Diet for Lowering High Blood Pressure
Salt intake and weight are the two important factors that need to be monitored in high BP patients. It is necessary to follow a nutriment that will help in maintaining proper body weight and BP. The DASH diet is a very renowned diet plan that has proved to be beneficial for many hypertension patients. Let's have a look at it.
DASH Diet
♟ Dietary Approaches to Stop Hypertension, more commonly known as the DASH diet, is a researched diet plan that helps in lowering BP within a few weeks.
♟ The DASH diet was researched and established by the National Heart, Lung, and Blood Institute (NHLBI). This nourishment plan concentrates more on the intake of food, which is rich in nutrients, especially 3 minerals that include calcium, magnesium, and potassium.
♟ It also limits the intake of salt and fatty food. It emphasizes on the intake of whole grain, vegetables, fruits, and low-fat meat and dairy products.
♟ This diet plan has helped in reducing hypertension in many people within a short span of 14 days. It includes servings of various food items, and one should be acquainted with the right amount of serving for each item.

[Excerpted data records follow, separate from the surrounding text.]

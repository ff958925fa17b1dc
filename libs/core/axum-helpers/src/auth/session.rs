use super::config::SessionConfig;
use super::store::RevocationList;
use crate::errors::AppError;
use chrono::{Duration, Utc};
use jsonwebtoken::{Algorithm, DecodingKey, EncodingKey, Header, Validation, decode, encode};
use serde::{Deserialize, Serialize};
use uuid::Uuid;

/// Name of the cookie carrying the session token.
pub const SESSION_COOKIE: &str = "access_token";

/// Role granted to shop administrators.
pub const ADMIN_ROLE: &str = "admin";

/// Claims of a session token.
#[derive(Debug, Clone, PartialEq, Eq, Serialize, Deserialize)]
pub struct SessionClaims {
    /// User id
    pub sub: Uuid,
    pub email: String,
    pub name: String,
    pub roles: Vec<String>,
    pub exp: i64,
    pub iat: i64,
    /// Token id, used for revocation
    pub jti: String,
}

impl SessionClaims {
    pub fn user_id(&self) -> Uuid {
        self.sub
    }

    pub fn is_admin(&self) -> bool {
        self.roles.iter().any(|r| r == ADMIN_ROLE)
    }
}

/// Who a session is issued for.
#[derive(Debug, Clone, Copy)]
pub struct SessionSubject<'a> {
    pub user_id: Uuid,
    pub email: &'a str,
    pub name: &'a str,
    pub is_admin: bool,
}

/// Issues, verifies and revokes session tokens (HS256 JWTs).
#[derive(Clone)]
pub struct SessionAuth {
    encoding: EncodingKey,
    decoding: DecodingKey,
    ttl_secs: i64,
    secure_cookie: bool,
    revoked: RevocationList,
}

impl SessionAuth {
    pub fn new(config: &SessionConfig) -> Self {
        tracing::info!(ttl_secs = config.ttl_secs, "Session auth initialized");
        Self {
            encoding: EncodingKey::from_secret(config.secret.as_bytes()),
            decoding: DecodingKey::from_secret(config.secret.as_bytes()),
            ttl_secs: config.ttl_secs,
            secure_cookie: config.secure_cookie,
            revoked: RevocationList::new(),
        }
    }

    /// Sign a new token for `subject`.
    pub fn issue(&self, subject: SessionSubject<'_>) -> Result<(String, SessionClaims), AppError> {
        let now = Utc::now();
        let roles = if subject.is_admin {
            vec![ADMIN_ROLE.to_string()]
        } else {
            Vec::new()
        };

        let claims = SessionClaims {
            sub: subject.user_id,
            email: subject.email.to_string(),
            name: subject.name.to_string(),
            roles,
            exp: (now + Duration::seconds(self.ttl_secs)).timestamp(),
            iat: now.timestamp(),
            jti: Uuid::new_v4().to_string(),
        };

        let token = encode(&Header::new(Algorithm::HS256), &claims, &self.encoding)
            .map_err(|e| AppError::InternalServerError(format!("Failed to sign session: {}", e)))?;

        Ok((token, claims))
    }

    /// Signature and expiry check only.
    pub fn verify(&self, token: &str) -> Result<SessionClaims, jsonwebtoken::errors::Error> {
        let data = decode::<SessionClaims>(token, &self.decoding, &Validation::new(Algorithm::HS256))?;
        Ok(data.claims)
    }

    /// Claims of a valid, unrevoked token.
    pub async fn authenticate(&self, token: &str) -> Option<SessionClaims> {
        let claims = match self.verify(token) {
            Ok(claims) => claims,
            Err(e) => {
                tracing::debug!("Session token rejected: {}", e);
                return None;
            }
        };

        if self.revoked.is_revoked(&claims.jti).await {
            tracing::debug!(jti = %claims.jti, "Session token was revoked");
            return None;
        }

        Some(claims)
    }

    pub async fn revoke(&self, claims: &SessionClaims) {
        self.revoked
            .revoke(&claims.jti, claims.exp, Utc::now().timestamp())
            .await;
    }

    /// `Set-Cookie` value carrying `token`.
    pub fn session_cookie(&self, token: &str) -> String {
        format!(
            "{}={}; HttpOnly;{} SameSite=Strict; Path=/; Max-Age={}",
            SESSION_COOKIE,
            token,
            if self.secure_cookie { " Secure;" } else { "" },
            self.ttl_secs
        )
    }

    /// `Set-Cookie` value that removes the session cookie.
    pub fn clear_cookie(&self) -> String {
        format!(
            "{}=; HttpOnly;{} SameSite=Strict; Path=/; Max-Age=0",
            SESSION_COOKIE,
            if self.secure_cookie { " Secure;" } else { "" }
        )
    }
}

#[cfg(test)]
mod tests {
    use super::*;

    fn auth() -> SessionAuth {
        SessionAuth::new(&SessionConfig::new("this-is-a-valid-secret-with-32-chars!").unwrap())
    }

    fn subject(is_admin: bool) -> SessionSubject<'static> {
        SessionSubject {
            user_id: Uuid::nil(),
            email: "anna@example.com",
            name: "Anna Schmidt",
            is_admin,
        }
    }

    #[tokio::test]
    async fn test_issue_and_authenticate() {
        let auth = auth();
        let (token, claims) = auth.issue(subject(false)).unwrap();

        let verified = auth.authenticate(&token).await.unwrap();
        assert_eq!(verified, claims);
        assert_eq!(verified.user_id(), Uuid::nil());
        assert!(!verified.is_admin());
    }

    #[tokio::test]
    async fn test_admin_role() {
        let (_, claims) = auth().issue(subject(true)).unwrap();
        assert!(claims.is_admin());
    }

    #[tokio::test]
    async fn test_revoked_token_is_rejected() {
        let auth = auth();
        let (token, claims) = auth.issue(subject(false)).unwrap();

        auth.revoke(&claims).await;
        assert!(auth.authenticate(&token).await.is_none());
    }

    #[tokio::test]
    async fn test_token_from_other_secret_is_rejected() {
        let other = SessionAuth::new(
            &SessionConfig::new("another-secret-that-is-long-enough-too").unwrap(),
        );
        let (token, _) = other.issue(subject(false)).unwrap();
        assert!(auth().authenticate(&token).await.is_none());
    }

    #[tokio::test]
    async fn test_expired_token_is_rejected() {
        let config = SessionConfig::new("this-is-a-valid-secret-with-32-chars!")
            .unwrap()
            .with_ttl(-3600);
        let auth = SessionAuth::new(&config);
        let (token, _) = auth.issue(subject(false)).unwrap();
        assert!(auth.authenticate(&token).await.is_none());
    }

    #[test]
    fn test_cookie_format() {
        let cookie = auth().session_cookie("abc");
        assert!(cookie.starts_with("access_token=abc; HttpOnly;"));
        assert!(cookie.contains("SameSite=Strict"));
        assert!(cookie.ends_with("Max-Age=86400"));
        assert!(!cookie.contains("Secure"));

        let secure = SessionAuth::new(
            &SessionConfig::new("this-is-a-valid-secret-with-32-chars!")
                .unwrap()
                .with_secure_cookie(true),
        );
        assert!(secure.clear_cookie().contains("Secure;"));
        assert!(secure.clear_cookie().ends_with("Max-Age=0"));
    }
}
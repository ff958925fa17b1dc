use axum::response::{IntoResponse, Response};
use axum_helpers::AppError;
use sea_orm::DbErr;
use thiserror::Error;

#[derive(Debug, Error)]
pub enum PaymentError {
    #[error("Payment not found.")]
    NotFound,

    #[error("Not allowed to add payment for this user.")]
    CreateForbidden,

    #[error("Not allowed to find payment for this user.")]
    ListForbidden,

    #[error("Not allowed to update this payment.")]
    UpdateForbidden,

    #[error("Not allowed to delete this payment.")]
    DeleteForbidden,

    #[error("Payment option and user ID are required.")]
    MissingOption,

    #[error("IBAN is required for bank transfers.")]
    MissingIban,

    #[error("Credit card details (number, expiry date, and CVC) are required.")]
    MissingCardDetails,

    #[error("PayPal email is required for PayPal payments.")]
    MissingPaypalEmail,

    #[error("Invalid input: {0}")]
    Validation(String),

    #[error("Database error: {0}")]
    Database(#[from] DbErr),

    #[error("Internal error: {0}")]
    Internal(String),
}

pub type PaymentResult<T> = Result<T, PaymentError>;

impl From<PaymentError> for AppError {
    fn from(err: PaymentError) -> Self {
        match err {
            PaymentError::NotFound => AppError::NotFound(err.to_string()),
            PaymentError::CreateForbidden
            | PaymentError::ListForbidden
            | PaymentError::UpdateForbidden
            | PaymentError::DeleteForbidden => AppError::Forbidden(err.to_string()),
            PaymentError::MissingOption
            | PaymentError::MissingIban
            | PaymentError::MissingCardDetails
            | PaymentError::MissingPaypalEmail => AppError::BadRequest(err.to_string()),
            PaymentError::Validation(msg) => AppError::BadRequest(msg),
            PaymentError::Database(e) => AppError::Database(e),
            PaymentError::Internal(msg) => AppError::InternalServerError(msg),
        }
    }
}

impl IntoResponse for PaymentError {
    fn into_response(self) -> Response {
        let app_error: AppError = self.into();
        app_error.into_response()
    }
}
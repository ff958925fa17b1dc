use axum::{
    Json, Router,
    extract::State,
    http::{HeaderMap, StatusCode},
    response::IntoResponse,
    routing::get,
};
use axum_helpers::{
    AdminUser, AppError, AppQuery, AuditEvent, AuditOutcome, CurrentUser, UuidPath,
    ValidatedJson,
    errors::responses::{
        BadRequestUuidResponse, BadRequestValidationResponse, ConflictResponse,
        ForbiddenResponse, InternalServerErrorResponse, NotFoundResponse, UnauthorizedResponse,
    },
};
use serde_json::json;
use std::sync::Arc;
use utoipa::OpenApi;

use crate::models::{Address, UpdateUser, UserDetail, UserFilter, UserListResponse, UserResponse};
use crate::repository::UserRepository;
use crate::service::UserService;

pub const TAG: &str = "users";

/// OpenAPI documentation for the user administration API
#[derive(OpenApi)]
#[openapi(
    paths(list_users, count_users, get_user, update_user, delete_user),
    components(
        schemas(UserResponse, UserDetail, Address, UpdateUser, UserFilter, UserListResponse),
        responses(
            NotFoundResponse,
            BadRequestValidationResponse,
            BadRequestUuidResponse,
            ConflictResponse,
            ForbiddenResponse,
            UnauthorizedResponse,
            InternalServerErrorResponse
        )
    ),
    tags(
        (name = TAG, description = "User management endpoints")
    )
)]
pub struct ApiDoc;

/// Create the user router
pub fn router<R: UserRepository + 'static>(service: UserService<R>) -> Router {
    let shared_service = Arc::new(service);

    Router::new()
        .route("/", get(list_users))
        .route("/count", get(count_users))
        .route(
            "/{id}",
            get(get_user).patch(update_user).delete(delete_user),
        )
        .with_state(shared_service)
}

/// List users (admin)
#[utoipa::path(
    get,
    path = "",
    tag = TAG,
    params(UserFilter),
    responses(
        (status = 200, description = "Users, with page metadata when paged", body = UserListResponse),
        (status = 401, response = UnauthorizedResponse),
        (status = 500, response = InternalServerErrorResponse)
    )
)]
async fn list_users<R: UserRepository>(
    State(service): State<Arc<UserService<R>>>,
    _admin: AdminUser,
    AppQuery(filter): AppQuery<UserFilter>,
) -> Result<Json<UserListResponse>, AppError> {
    let users = service.list_users(filter).await?;
    Ok(Json(users))
}

/// Number of registered users (admin)
#[utoipa::path(
    get,
    path = "/count",
    tag = TAG,
    responses(
        (status = 200, description = "Number of users", body = u64),
        (status = 401, response = UnauthorizedResponse),
        (status = 500, response = InternalServerErrorResponse)
    )
)]
async fn count_users<R: UserRepository>(
    State(service): State<Arc<UserService<R>>>,
    _admin: AdminUser,
) -> Result<Json<u64>, AppError> {
    Ok(Json(service.count_users().await?))
}

/// Get a user with their address (owner or admin)
#[utoipa::path(
    get,
    path = "/{id}",
    tag = TAG,
    params(
        ("id" = Uuid, Path, description = "User ID")
    ),
    responses(
        (status = 200, description = "User found", body = UserDetail),
        (status = 400, response = BadRequestUuidResponse),
        (status = 401, response = UnauthorizedResponse),
        (status = 403, response = ForbiddenResponse),
        (status = 404, response = NotFoundResponse),
        (status = 500, response = InternalServerErrorResponse)
    )
)]
async fn get_user<R: UserRepository>(
    State(service): State<Arc<UserService<R>>>,
    caller: CurrentUser,
    UuidPath(id): UuidPath,
) -> Result<Json<UserDetail>, AppError> {
    caller.require_owner_or_admin(id)?;
    let user = service.get_user(id).await?;
    Ok(Json(user))
}

/// Update a user (owner or admin)
#[utoipa::path(
    patch,
    path = "/{id}",
    tag = TAG,
    params(
        ("id" = Uuid, Path, description = "User ID")
    ),
    request_body = UpdateUser,
    responses(
        (status = 200, description = "User updated", body = UserResponse),
        (status = 400, response = BadRequestValidationResponse),
        (status = 401, response = UnauthorizedResponse),
        (status = 403, response = ForbiddenResponse),
        (status = 404, response = NotFoundResponse),
        (status = 409, response = ConflictResponse),
        (status = 500, response = InternalServerErrorResponse)
    )
)]
async fn update_user<R: UserRepository>(
    State(service): State<Arc<UserService<R>>>,
    caller: CurrentUser,
    headers: HeaderMap,
    UuidPath(id): UuidPath,
    ValidatedJson(input): ValidatedJson<UpdateUser>,
) -> Result<Json<UserResponse>, AppError> {
    caller.require_owner_or_admin(id)?;

    let admin_change = input.is_admin.filter(|_| caller.is_admin());
    let user = service.update_user(id, input, caller.is_admin()).await?;

    if let Some(is_admin) = admin_change {
        AuditEvent::new(
            Some(caller.id()),
            "user.set_admin",
            Some(format!("user:{}", id)),
            AuditOutcome::Success,
        )
        .with_headers(&headers)
        .with_details(json!({ "is_admin": is_admin }))
        .log();
    }

    Ok(Json(user))
}

/// Delete a user with their orders and address (admin)
#[utoipa::path(
    delete,
    path = "/{id}",
    tag = TAG,
    params(
        ("id" = Uuid, Path, description = "User ID")
    ),
    responses(
        (status = 204, description = "User deleted"),
        (status = 400, response = BadRequestUuidResponse),
        (status = 401, response = UnauthorizedResponse),
        (status = 404, response = NotFoundResponse),
        (status = 500, response = InternalServerErrorResponse)
    )
)]
async fn delete_user<R: UserRepository>(
    State(service): State<Arc<UserService<R>>>,
    admin: AdminUser,
    headers: HeaderMap,
    UuidPath(id): UuidPath,
) -> Result<impl IntoResponse, AppError> {
    service.delete_user(id).await?;

    AuditEvent::new(
        Some(admin.id()),
        "user.delete",
        Some(format!("user:{}", id)),
        AuditOutcome::Success,
    )
    .with_headers(&headers)
    .log();

    Ok(StatusCode::NO_CONTENT)
}
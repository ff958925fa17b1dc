use sea_orm::ConnectOptions;
use std::time::Duration;
use tracing::log::LevelFilter;

#[cfg(feature = "config")]
use core_config::{ConfigError, FromEnv, env_parse_or, env_required};

/// Connection pool settings for PostgreSQL
#[derive(Clone, Debug)]
pub struct PostgresConfig {
    pub url: String,
    pub max_connections: u32,
    pub min_connections: u32,
    pub connect_timeout_secs: u64,
    pub acquire_timeout_secs: u64,
    pub idle_timeout_secs: u64,
    pub max_lifetime_secs: u64,
    /// Log every statement through sqlx
    pub sqlx_logging: bool,
    pub sqlx_logging_level: LevelFilter,
}

impl PostgresConfig {
    pub fn new(url: impl Into<String>) -> Self {
        Self {
            url: url.into(),
            ..Self::default()
        }
    }

    pub fn with_pool_size(mut self, max_connections: u32, min_connections: u32) -> Self {
        self.max_connections = max_connections;
        self.min_connections = min_connections.min(max_connections);
        self
    }

    pub fn into_connect_options(self) -> ConnectOptions {
        let mut opt = ConnectOptions::new(&self.url);
        opt.max_connections(self.max_connections)
            .min_connections(self.min_connections)
            .connect_timeout(Duration::from_secs(self.connect_timeout_secs))
            .acquire_timeout(Duration::from_secs(self.acquire_timeout_secs))
            .idle_timeout(Duration::from_secs(self.idle_timeout_secs))
            .max_lifetime(Duration::from_secs(self.max_lifetime_secs))
            .sqlx_logging(self.sqlx_logging)
            .sqlx_logging_level(self.sqlx_logging_level);
        opt
    }

    pub fn url(&self) -> &str {
        &self.url
    }
}

impl Default for PostgresConfig {
    fn default() -> Self {
        Self {
            url: String::new(),
            max_connections: 20,
            min_connections: 2,
            connect_timeout_secs: 8,
            acquire_timeout_secs: 8,
            idle_timeout_secs: 300,
            max_lifetime_secs: 1800,
            sqlx_logging: false,
            sqlx_logging_level: LevelFilter::Debug,
        }
    }
}

/// Environment variables:
/// - `DATABASE_URL` (required)
/// - `DB_MAX_CONNECTIONS` (20), `DB_MIN_CONNECTIONS` (2)
/// - `DB_CONNECT_TIMEOUT_SECS` (8), `DB_ACQUIRE_TIMEOUT_SECS` (8)
/// - `DB_IDLE_TIMEOUT_SECS` (300), `DB_MAX_LIFETIME_SECS` (1800)
/// - `DB_SQLX_LOGGING` (false)
#[cfg(feature = "config")]
impl FromEnv for PostgresConfig {
    fn from_env() -> Result<Self, ConfigError> {
        let defaults = Self::default();

        Ok(Self {
            url: env_required("DATABASE_URL")?,
            max_connections: env_parse_or("DB_MAX_CONNECTIONS", defaults.max_connections)?,
            min_connections: env_parse_or("DB_MIN_CONNECTIONS", defaults.min_connections)?,
            connect_timeout_secs: env_parse_or(
                "DB_CONNECT_TIMEOUT_SECS",
                defaults.connect_timeout_secs,
            )?,
            acquire_timeout_secs: env_parse_or(
                "DB_ACQUIRE_TIMEOUT_SECS",
                defaults.acquire_timeout_secs,
            )?,
            idle_timeout_secs: env_parse_or("DB_IDLE_TIMEOUT_SECS", defaults.idle_timeout_secs)?,
            max_lifetime_secs: env_parse_or("DB_MAX_LIFETIME_SECS", defaults.max_lifetime_secs)?,
            sqlx_logging: env_parse_or("DB_SQLX_LOGGING", defaults.sqlx_logging)?,
            sqlx_logging_level: defaults.sqlx_logging_level,
        })
    }
}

The table given below elucidates on the type of food, number of servings, and what should be included in each serving.
Food Item Number of Servings One Serving
Grain 6 to 8 per day 1 slice bread, ½ English muffin or bun, ¼ bagel, ½ cup cooked pasta, cereal, corn, or rice
Vegetables 4 to 5 per day ½ cup cooked or raw vegetables, 1 cup leafy raw vegetable, and 6 fluid ounces of vegetable juice
Fruits 4 to 5 per day 6 ounces of fruit, 6 ounces of juice, 1 medium-sized fruit, ½ cup canned, frozen fruit, and ¼ cup dry fruit
Dairy 2 to 3 per day 1 cup milk or yogurt, 1½ ounces of cheese, and 2 cups of cottage cheese
Meat, Fish, and Poultry 2 or less per day 2½ to 3½ ounces of cooked meat, 2 egg whites, 1 fluid ounce egg substitute, and 1 egg
Fats and Oils 2 to 3 per day 1 tablespoon soft margarine, 1 tablespoon vegetable oil, 1 tablespoon low-fat margarine, and 2 tablespoons light salad dressing
Nuts and Beans 4 to 5 per week ¼ cup or 1 ounce of nuts, 2 tablespoons or 1 ounce of seeds, 2 tablespoons of peanut butter, and ¼ cup of cooked lentils, beans, or peas

Sodium in cooking salt is a major causative factor behind elevating the BP. Thus, high BP patients are strictly advised to lower their sodium intake. Please bear in mind that before resorting to any diet plan, always consult your physician to avoid any unpleasant consequences.
Disclaimer: This HealthHearty article is for informative purposes only and should not be used as a replacement for expert medical advice.